End of Year Review (Part I)
My PI has requested that we answer a few questions as a reflection of the past year and as a mental preparation for the coming year. I figured it would be worthwhile to record at least a few of my answers here. This seems like a useful exercise and my answers are decently in depth. So the post isn’t overwhelming, I’m going to dedicate a different post for each question.
- Most of the scripts have virtually no comments or documentation.
- Everything is hard-coded. Occasionally, there are chunks of data stored in the script. There are random strings referring to data files throughout the code. There’s no way I would reliably have found and changed all those strings if I wanted to use different data.
- There’s only minimal use of libraries like numpy and scipy; I didn’t feel very comfortable with them yet.
- Several scripts have no functions whatsoever, just 100 lines of straight code. All of these scripts were obviously capable of doing exactly one thing.
- Other scripts have one main function that take a couple basic parameters (like the names of files). Unfortunately, I didn’t yet know how to incorporate command-line options into a python script. At the bottom of the script there’s a long list of strings corresponding to the files on which I had run the code. As I performed different runs of the script, I would comment out previous strings…
- Surprisingly, https://www.reddit.com/r/Python has been a great resource. The community is active and new packages, updates, and other resources are constantly posted and discussed. I now have a way to stay up to date with virtually everything Python has to offer as a data analysis tool.
- Numpy/Scipy/Pandas/Matplotlib/sklearn are now part of my everyday tools. I understand their APIs, documentation, and am generally familiar with their capabilities and limitations. This means that I can much more quickly import, manipulate, analyze, plot, and save large datasets than I could last year. A great example is using Numpy and linear algebra for computing Pearson’s correlation ~500 times faster than I was previously.

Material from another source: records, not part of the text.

//! Pull-based execution of steps.
//!
//! [`pull`] asks the last step of a slice for its next traverser; that step
//! pulls from the slice in front of it, and so on, down to the traversal's
//! injected starts. Each step buffers its outputs in `pending` and refills
//! it through `advance`, which consumes as little upstream as it can.

use super::{HasContainer, LoopCondition, Step, StepKind};
use crate::error::{ProcessError, Result};
use crate::traversal::{ExecutionContext, Traversal};
use crate::traverser::{Traverser, TraverserSet};
use graphwalk_structure::{Direction, EdgeId, Graph, Value, VertexId};
use std::collections::{BTreeMap, VecDeque};

/// Next traverser produced by the last step of `steps`.
///
/// With no steps left, traversers come from `starts`.
pub(crate) fn pull(
    steps: &mut [Step],
    starts: &mut VecDeque<Traverser>,
    ctx: &mut ExecutionContext<'_>,
) -> Result<Option<Traverser>> {
    match steps.split_last_mut() {
        None => Ok(starts.pop_front()),
        Some((step, upstream)) => step.next(
            &mut Upstream {
                steps: upstream,
                starts,
            },
            ctx,
        ),
    }
}

/// Everything in front of a step.
pub(crate) struct Upstream<'s> {
    steps: &'s mut [Step],
    starts: &'s mut VecDeque<Traverser>,
}

impl Upstream<'_> {
    fn next(&mut self, ctx: &mut ExecutionContext<'_>) -> Result<Option<Traverser>> {
        pull(self.steps, self.starts, ctx)
    }

    fn drain(&mut self, ctx: &mut ExecutionContext<'_>) -> Result<Vec<Traverser>> {
        let mut all = Vec::new();
        while let Some(t) = self.next(ctx)? {
            all.push(t);
        }
        Ok(all)
    }
}

fn expect_vertex(t: &Traverser, step: &str) -> Result<VertexId> {
    t.get().as_vertex().ok_or_else(|| {
        ProcessError::execution(format!("{} expects a vertex, found {}", step, t.get()))
    })
}

fn expect_edge(t: &Traverser, step: &str) -> Result<EdgeId> {
    t.get().as_edge().ok_or_else(|| {
        ProcessError::execution(format!("{} expects an edge, found {}", step, t.get()))
    })
}

fn has_all(containers: &[HasContainer], graph: &dyn Graph, value: &Value) -> Result<bool> {
    for container in containers {
        if !container.test(graph, value)? {
            return Ok(false);
        }
    }
    Ok(true)
}

/// Vertex ids a `V` step starts from, answered by an index when possible.
fn source_vertices(ids: &[VertexId], has: &[HasContainer], graph: &dyn Graph) -> Vec<VertexId> {
    if !ids.is_empty() {
        return ids
            .iter()
            .copied()
            .filter(|id| graph.contains_vertex(*id))
            .collect();
    }
    for container in has {
        if let (super::HasKey::Property(key), Some(value)) =
            (&container.key, container.predicate.index_value())
        {
            if let Some(found) = graph.lookup_vertices(key, value) {
                tracing::debug!(key = %key, hits = found.len(), "Answered has() from index");
                return found;
            }
        }
    }
    graph.vertex_ids()
}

- Discovering the Ipython/Jupyter Notebook has been the biggest game changer for me. Using the notebook allows me to essentially record everything I do in a month. A lot of code that I write has a one-and-done functionality. There’s no reason for me to store it as its own script. Now I don’t have to. I can make notes to myself in the same location as my code, save graphs directly below the code that made them, and section off my projects in a way that makes sense. Basically, I now have a method for reproducibility that has stopped my code directory structure from becoming an incomprehensible disaster. Organization is not my natural forte, so having the capability to use the Notebooks feels like a major accomplishment.
- Another large benefit of the Notebook is that the .py files I do write are readable and reusable. When I write some code I know I’m going to need again, I take a bit of time and rewrite it in a .py file as a class. I properly break the code up into modular functions and remember to write a docstring for each function. Inevitably, when I go to rerun my code, I’m going to want to try something slightly different than I did the first time. Now, all of my core logic is abstracted away in a .py file. All I have to do is instantiate the class I want inside of the Notebook and choose the functions I want to use this time. All of my slight variations from run to run are immediately saved in the notebook.
While I’m still a long way away from a data analysis expert, I can honestly say that I no longer feel on the brink of disaster like I did this time last year. Improvements can be made in each of the four points listed, but I’m happy to say that I believe I’m on the right track.